──────── INPUT DATA ────────

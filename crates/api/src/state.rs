use std::sync::Arc;

use notes_core::service::NoteService;

use crate::config::ServerConfig;

/// Shared application state available to all Axum handlers via `State<AppState>`.
///
/// Built once at startup; cloning only bumps reference counts.
#[derive(Clone)]
pub struct AppState {
    /// Database connection pool (used directly by the health check).
    pub pool: notes_db::DbPool,
    pub config: Arc<ServerConfig>,
    /// Note operations, with existence checks in front of the repository.
    pub notes: Arc<dyn NoteService>,
}
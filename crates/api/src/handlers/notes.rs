//! Handlers for `/notes`.
//!
//! Handlers only translate between HTTP and [`NoteService`]; every rule about
//! existence lives in the service.
//!
//! [`NoteService`]: notes_core::service::NoteService

use axum::extract::rejection::{JsonRejection, PathRejection};
use axum::extract::{Path, State};
use axum::http::StatusCode;
use axum::response::IntoResponse;
use axum::Json;
use notes_core::note::CreateNote;
use notes_core::types::DbId;

use crate::error::{AppError, AppResult};
use crate::state::AppState;

/// Turn a path extraction failure into a JSON 400.
fn note_id(path: Result<Path<DbId>, PathRejection>) -> AppResult<DbId> {
    path.map(|Path(id)| id)
        .map_err(|rejection| AppError::BadRequest(rejection.body_text()))
}

/// GET /notes
///
/// List every note, newest first.
pub async fn list_notes(State(state): State<AppState>) -> AppResult<impl IntoResponse> {
    let notes = state.notes.find_all().await?;
    Ok(Json(notes))
}

/// GET /notes/{id}
pub async fn get_note(
    State(state): State<AppState>,
    path: Result<Path<DbId>, PathRejection>,
) -> AppResult<impl IntoResponse> {
    let id = note_id(path)?;
    let note = state.notes.find_by_id(id).await?;
    Ok(Json(note))
}

/// GET /notes/title/{title}
pub async fn get_note_by_title(
    State(state): State<AppState>,
    Path(title): Path<String>,
) -> AppResult<impl IntoResponse> {
    let note = state.notes.find_by_title(&title).await?;
    Ok(Json(note))
}

/// POST /notes
///
/// Create a note; the store assigns its id and timestamp.
pub async fn create_note(
    State(state): State<AppState>,
    input: Result<Json<CreateNote>, JsonRejection>,
) -> AppResult<impl IntoResponse> {
    let Json(input) = input.map_err(|rejection| AppError::BadRequest(rejection.body_text()))?;
    let note = state.notes.create(input).await?;
    Ok((StatusCode::CREATED, Json(note)))
}

/// DELETE /notes/{id}
///
/// Delete a note and return it as it was just before removal.
pub async fn delete_note(
    State(state): State<AppState>,
    path: Result<Path<DbId>, PathRejection>,
) -> AppResult<impl IntoResponse> {
    let id = note_id(path)?;
    let note = state.notes.delete_by_id(id).await?;
    Ok(Json(note))
}
use axum::extract::State;
use axum::{routing::get, Json, Router};
use serde::Serialize;

use crate::state::AppState;

/// Liveness report for the notes service.
#[derive(Serialize)]
#[serde(rename_all = "camelCase")]
pub struct ServiceStatus {
    pub service: &'static str,
    pub version: &'static str,
    /// `"up"` when the note store answered, `"degraded"` otherwise.
    pub status: &'static str,
    pub store_reachable: bool,
    /// Per-call store bound the repository was configured with.
    pub store_timeout_secs: u64,
}

async fn service_status(State(state): State<AppState>) -> Json<ServiceStatus> {
    let store_reachable = notes_db::health_check(&state.pool).await.is_ok();
    if !store_reachable {
        tracing::warn!("Note store did not answer the status check");
    }

    Json(ServiceStatus {
        service: "notes",
        version: env!("CARGO_PKG_VERSION"),
        status: if store_reachable { "up" } else { "degraded" },
        store_reachable,
        store_timeout_secs: state.config.store_timeout_secs,
    })
}

/// `GET /health`.
pub fn router() -> Router<AppState> {
    Router::new().route("/health", get(service_status))
}
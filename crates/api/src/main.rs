use std::net::SocketAddr;
use std::sync::Arc;
use std::time::Duration;

use anyhow::Context;
use notes_core::service::NoteServiceImpl;
use notes_db::repositories::PgNoteRepository;
use tracing_subscriber::{layer::SubscriberExt, util::SubscriberInitExt};

use notes_api::config::{LogFormat, ServerConfig};
use notes_api::router::build_app_router;
use notes_api::state::AppState;

#[tokio::main]
async fn main() -> anyhow::Result<()> {
    dotenvy::dotenv().ok();

    // --- Configuration ---
    let config = ServerConfig::from_env().context("Invalid configuration")?;

    // --- Tracing ---
    init_tracing(config.log_format);
    tracing::info!(host = %config.host, port = %config.port, "Loaded server configuration");

    // --- Database ---
    let store_timeout = Duration::from_secs(config.store_timeout_secs);
    let pool = notes_db::create_pool(
        &config.database_url,
        config.db_max_connections,
        store_timeout,
    )
    .await
    .context("Failed to connect to database")?;
    tracing::info!("Database connection pool created");

    notes_db::health_check(&pool)
        .await
        .context("Database health check failed")?;
    tracing::info!("Database health check passed");

    // --- Services (built once, shared by every request) ---
    let repository = PgNoteRepository::with_timeout(pool.clone(), store_timeout);
    let notes = NoteServiceImpl::new(Arc::new(repository));

    let state = AppState {
        pool: pool.clone(),
        config: Arc::new(config.clone()),
        notes: Arc::new(notes),
    };

    let app = build_app_router(state, &config);

    // --- Start server ---
    let addr = SocketAddr::new(
        config.host.parse().context("Invalid HOST address")?,
        config.port,
    );
    tracing::info!(%addr, "Starting server");

    let listener = tokio::net::TcpListener::bind(addr)
        .await
        .context("Failed to bind to address")?;

    axum::serve(listener, app)
        .with_graceful_shutdown(shutdown_signal())
        .await
        .context("Server error")?;

    // --- Teardown ---
    tracing::info!("Server stopped accepting connections, closing database pool");
    let drain = Duration::from_secs(config.shutdown_timeout_secs);
    if tokio::time::timeout(drain, pool.close()).await.is_err() {
        tracing::warn!(timeout_secs = config.shutdown_timeout_secs, "Pool did not close in time");
    }

    tracing::info!("Graceful shutdown complete");
    Ok(())
}

fn init_tracing(format: LogFormat) {
    let filter = tracing_subscriber::EnvFilter::try_from_default_env().unwrap_or_else(|_| {
        "notes_api=debug,notes_core=debug,notes_db=debug,tower_http=debug".into()
    });
    let registry = tracing_subscriber::registry().with(filter);

    match format {
        LogFormat::Json => registry.with(tracing_subscriber::fmt::layer().json()).init(),
        LogFormat::Pretty => registry.with(tracing_subscriber::fmt::layer()).init(),
    }
}

/// Wait for a termination signal to initiate graceful shutdown.
///
/// Handles both SIGINT (Ctrl-C) and SIGTERM (on Unix).
async fn shutdown_signal() {
    let ctrl_c = async {
        if let Err(e) = tokio::signal::ctrl_c().await {
            tracing::error!(error = %e, "Failed to install Ctrl-C handler");
            std::future::pending::<()>().await;
        }
    };

    #[cfg(unix)]
    let terminate = async {
        match tokio::signal::unix::signal(tokio::signal::unix::SignalKind::terminate()) {
            Ok(mut signal) => {
                signal.recv().await;
            }
            Err(e) => {
                tracing::error!(error = %e, "Failed to install SIGTERM handler");
                std::future::pending::<()>().await;
            }
        }
    };

    #[cfg(not(unix))]
    let terminate = std::future::pending::<()>();

    tokio::select! {
        () = ctrl_c => {
            tracing::info!("Received SIGINT (Ctrl-C), starting graceful shutdown");
        }
        () = terminate => {
            tracing::info!("Received SIGTERM, starting graceful shutdown");
        }
    }
}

────────

◆ TASK STATEMENT ◆
Extract every line containing the string "ServerConfig" from the material.

◆ RESULT OF THIS TASK ◆
use crate::config::ServerConfig;
    pub config: Arc<ServerConfig>,
use notes_api::config::{LogFormat, ServerConfig};
    let config = ServerConfig::from_env().context("Invalid configuration")?;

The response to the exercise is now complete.